Nel mio ultimo romanzo appena
uscito ‘Torna da me’, un ‘crossover’, scritto per i ragazzi, ma
leggibile per gli adulti, l’incipit è proprio ‘Non ti capisco più’. C’è
questo battibecco tra madre e figlia sedicenne. Questa ragazza diceva
che sua madre non capiva nulla di lei, non si capivano tra di loro, la
madre non capiva ciò e quindi non si erano mai capite. Si fa fatica a
capirsi dunque e per capirsi bisogna parlarsi. La questione che lei pone
è una questione rilevante perchè l’adulto a volte tende a scambiare la
comunicazione con i più giovani come unidirezionale. Per parlare bisogna
essere in due e bisogna saper ascoltare. Il problema più grande nella
comunicazione dei giovani è che è unidirezionale, mentre in realtà si
tratta di guardarli con stima, considerandoli dei soggetti titolati a
dire qualcosa di loro stessi.

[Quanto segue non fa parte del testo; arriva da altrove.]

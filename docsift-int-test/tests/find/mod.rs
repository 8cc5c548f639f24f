mod find_test;
mod json_test;
mod pagination_test;
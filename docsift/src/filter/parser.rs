//! Turns a filter expression document into a [Filter] tree.
//!
//! Parsing validates the whole expression up front, so an unknown or
//! reserved operator fails the query before any document is looked at.

use crate::collection::Document;
use crate::common::Value;
use crate::config::QueryConfig;
use crate::errors::{DocSiftError, DocSiftResult, ErrorKind};

use super::{
    all, and, or, ComparisonOperator, EqualsFilter, FieldPath, Filter, LogicalOperator,
    RangeFilter,
};

const OPERATOR_PREFIX: char = '$';

/// Parses a filter expression.
///
/// * The empty expression matches every document.
/// * `$and` / `$or` map to an array of nested expressions.
/// * Any other `$` key fails: reserved operators with
///   [ErrorKind::NotImplemented], the rest with
///   [ErrorKind::UnsupportedOperator].
/// * A plain key is a field condition. Its value is either an operator map
///   (`{"$gt": 10, "$lt": 20}`) or a literal compared for (deep) equality.
///
/// All keys at one level are combined with AND, in key order.
///
/// ```rust,ignore
/// let expression = doc! { "$or": [{ a: 2 }, { b: { "$gte": 2 } }] };
/// let filter = parse_filter(&expression, &QueryConfig::default())?;
/// ```
pub fn parse_filter(expression: &Document, config: &QueryConfig) -> DocSiftResult<Filter> {
    if expression.is_empty() {
        return Ok(all());
    }

    let mut conjuncts = Vec::with_capacity(expression.size());
    for (key, value) in expression.iter() {
        conjuncts.push(parse_entry(key, value, config)?);
    }

    if conjuncts.len() == 1 {
        Ok(conjuncts.swap_remove(0))
    } else {
        Ok(and(conjuncts))
    }
}

/// Parses a filter expression given as JSON.
pub fn parse_filter_json(expression: &serde_json::Value, config: &QueryConfig) -> DocSiftResult<Filter> {
    let expression = Document::try_from(expression.clone()).map_err(|e| {
        log::error!("Filter expression must be a JSON object");
        DocSiftError::new_with_cause(
            "Filter expression must be a JSON object",
            ErrorKind::InvalidQuery,
            e,
        )
    })?;
    parse_filter(&expression, config)
}

fn parse_entry(key: &str, value: &Value, config: &QueryConfig) -> DocSiftResult<Filter> {
    if key.starts_with(OPERATOR_PREFIX) {
        let operator = LogicalOperator::try_from(key)?;
        let filters = parse_sub_expressions(operator, value, config)?;
        Ok(match operator {
            LogicalOperator::And => and(filters),
            LogicalOperator::Or => or(filters),
        })
    } else {
        parse_condition(key, value, config)
    }
}

fn parse_sub_expressions(
    operator: LogicalOperator,
    value: &Value,
    config: &QueryConfig,
) -> DocSiftResult<Vec<Filter>> {
    let items = match value {
        Value::Array(items) => items,
        other => {
            log::error!("{} expects an array but found {}", operator, other.type_name());
            return Err(DocSiftError::new(
                &format!("{} expects an array of filter expressions", operator),
                ErrorKind::InvalidQuery,
            ));
        }
    };

    let mut filters = Vec::with_capacity(items.len());
    for item in items {
        match item {
            Value::Document(expression) => filters.push(parse_filter(expression, config)?),
            other => {
                log::error!("{} element must be a document but found {}", operator, other.type_name());
                return Err(DocSiftError::new(
                    &format!("{} element must be a filter expression", operator),
                    ErrorKind::InvalidQuery,
                ));
            }
        }
    }
    Ok(filters)
}

fn is_operator_key(key: &str) -> bool {
    key.starts_with(OPERATOR_PREFIX)
}

fn parse_condition(field_name: &str, condition: &Value, config: &QueryConfig) -> DocSiftResult<Filter> {
    let field = FieldPath::new(field_name.to_string(), config.field_separator());

    if let Value::Document(map) = condition {
        let first_is_operator = map.first_key().map(is_operator_key).unwrap_or(false);
        if first_is_operator {
            return parse_operator_map(field, map, config);
        }

        if let Some(key) = map.iter().map(|(k, _)| k).find(|k| is_operator_key(k)) {
            log::error!("Condition on {} mixes field {} with operators", field_name, key);
            return Err(mixed_condition(field_name));
        }
    }

    Ok(Filter::new(EqualsFilter::new(field, condition.clone())))
}

fn parse_operator_map(field: FieldPath, map: &Document, config: &QueryConfig) -> DocSiftResult<Filter> {
    let mut filters = Vec::with_capacity(map.size());
    for (key, operand) in map.iter() {
        // a plain key inside an operator map is an unknown operator
        let operator = ComparisonOperator::try_from(key.as_str())?;
        filters.push(Filter::new(RangeFilter::new(
            field.clone(),
            operand.clone(),
            operator,
            config.strict_comparison(),
        )));
    }

    if filters.len() == 1 {
        Ok(filters.swap_remove(0))
    } else {
        Ok(and(filters))
    }
}

fn mixed_condition(field_name: &str) -> DocSiftError {
    DocSiftError::new(
        &format!(
            "Condition on {} must be either an operator map or a literal value",
            field_name
        ),
        ErrorKind::InvalidQuery,
    )
}
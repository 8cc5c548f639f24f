use docsift::collection::FindOptions;
use docsift::doc;
use docsift_int_test::test_util::{cleanup, create_test_context, ids, run_test};

#[test]
fn test_find_by_literal() {
    run_test(
        create_test_context,
        |ctx| {
            let read = ctx.read();
            let found = read.find_many(&doc! { first_name: "fn1" }, &FindOptions::new(), ctx.documents())?;
            assert_eq!(ids(&found), vec![1]);

            let found = read.find_many(&doc! { last_name: "ln2" }, &FindOptions::new(), ctx.documents())?;
            assert_eq!(ids(&found), vec![2, 3]);

            let found = read.find_many(&doc! { first_name: "fn9" }, &FindOptions::new(), ctx.documents())?;
            assert!(found.is_empty());
            Ok(())
        },
        cleanup,
    )
}

#[test]
fn test_number_never_equals_string() {
    run_test(
        create_test_context,
        |ctx| {
            let read = ctx.read();
            let found = read.find_many(&doc! { age: 40 }, &FindOptions::new(), ctx.documents())?;
            assert_eq!(ids(&found), vec![2]);

            let found = read.find_many(&doc! { age: "40" }, &FindOptions::new(), ctx.documents())?;
            assert_eq!(ids(&found), vec![3]);
            Ok(())
        },
        cleanup,
    )
}

#[test]
fn test_integer_equals_decimal_of_same_value() {
    run_test(
        create_test_context,
        |ctx| {
            let found = ctx.read().find_many(&doc! { score: 9.0 }, &FindOptions::new(), ctx.documents())?;
            assert_eq!(ids(&found), vec![2]);
            Ok(())
        },
        cleanup,
    )
}

#[test]
fn test_array_equality_is_positional() {
    run_test(
        create_test_context,
        |ctx| {
            let read = ctx.read();
            let found = read.find_many(&doc! { tags: ["red", "green"] }, &FindOptions::new(), ctx.documents())?;
            assert_eq!(ids(&found), vec![1]);

            let found = read.find_many(&doc! { tags: ["green", "red"] }, &FindOptions::new(), ctx.documents())?;
            assert_eq!(ids(&found), vec![2]);

            let found = read.find_many(&doc! { tags: [] }, &FindOptions::new(), ctx.documents())?;
            assert_eq!(ids(&found), vec![3]);

            // no element-wise membership
            let found = read.find_many(&doc! { tags: "red" }, &FindOptions::new(), ctx.documents())?;
            assert!(found.is_empty());
            Ok(())
        },
        cleanup,
    )
}

#[test]
fn test_document_equality_ignores_key_order() {
    run_test(
        create_test_context,
        |ctx| {
            let read = ctx.read();
            let found = read.find_many(
                &doc! { address: { city: "Paris", zip: "75001" } },
                &FindOptions::new(),
                ctx.documents(),
            )?;
            assert_eq!(ids(&found), vec![1]);

            let found = read.find_many(
                &doc! { address: { zip: "75001", city: "Paris" } },
                &FindOptions::new(),
                ctx.documents(),
            )?;
            assert_eq!(ids(&found), vec![1]);

            // a subset of the keys is not equal
            let found = read.find_many(&doc! { address: { city: "Paris" } }, &FindOptions::new(), ctx.documents())?;
            assert_eq!(ids(&found), vec![3]);
            Ok(())
        },
        cleanup,
    )
}

#[test]
fn test_nested_field_paths() {
    run_test(
        create_test_context,
        |ctx| {
            let read = ctx.read();
            let found = read.find_many(&doc! { "address.city": "Paris" }, &FindOptions::new(), ctx.documents())?;
            assert_eq!(ids(&found), vec![1, 3]);

            let found = read.find_many(&doc! { "arr.1": 4 }, &FindOptions::new(), ctx.documents())?;
            assert_eq!(ids(&found), vec![2, 3]);

            let found = read.find_many(&doc! { "arr.7": 4 }, &FindOptions::new(), ctx.documents())?;
            assert!(found.is_empty());
            Ok(())
        },
        cleanup,
    )
}

#[test]
fn test_null_matches_only_present_null() {
    run_test(
        create_test_context,
        |ctx| {
            let read = ctx.read();
            let found = read.find_many(&doc! { active: null }, &FindOptions::new(), ctx.documents())?;
            assert_eq!(ids(&found), vec![3]);

            let found = read.find_many(&doc! { nickname: null }, &FindOptions::new(), ctx.documents())?;
            assert!(found.is_empty());
            Ok(())
        },
        cleanup,
    )
}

Il soggetto si sente ascoltato e non
necessariamente assecondato , ma quantomeno ascoltato con serietà nelle
sue istanze. Non con un puro oggetto di educazione, è più facile che
parli e che a sua volta ascolti. Io credo che sia da rivedere quella che
chiamiamo la comunicazione di famiglia. Quando un giovane trova un
adulto che è interessato davvero a capire che idea si è fatto su una
certa cosa, dice questa idea. Sarebbe utile che gli adulti
frequentassero quella che erroneamente in Italia è considerata
letteratura per giovani. Per un adulto leggere un libro in cui c’è un
protagonista giovane, permetto spesso di capirli di più. Per parlare
meglio con i giovani bisogna conoscerli di più e un modo per conoscerli è
anche frequentare quei testi che li fanno parlare.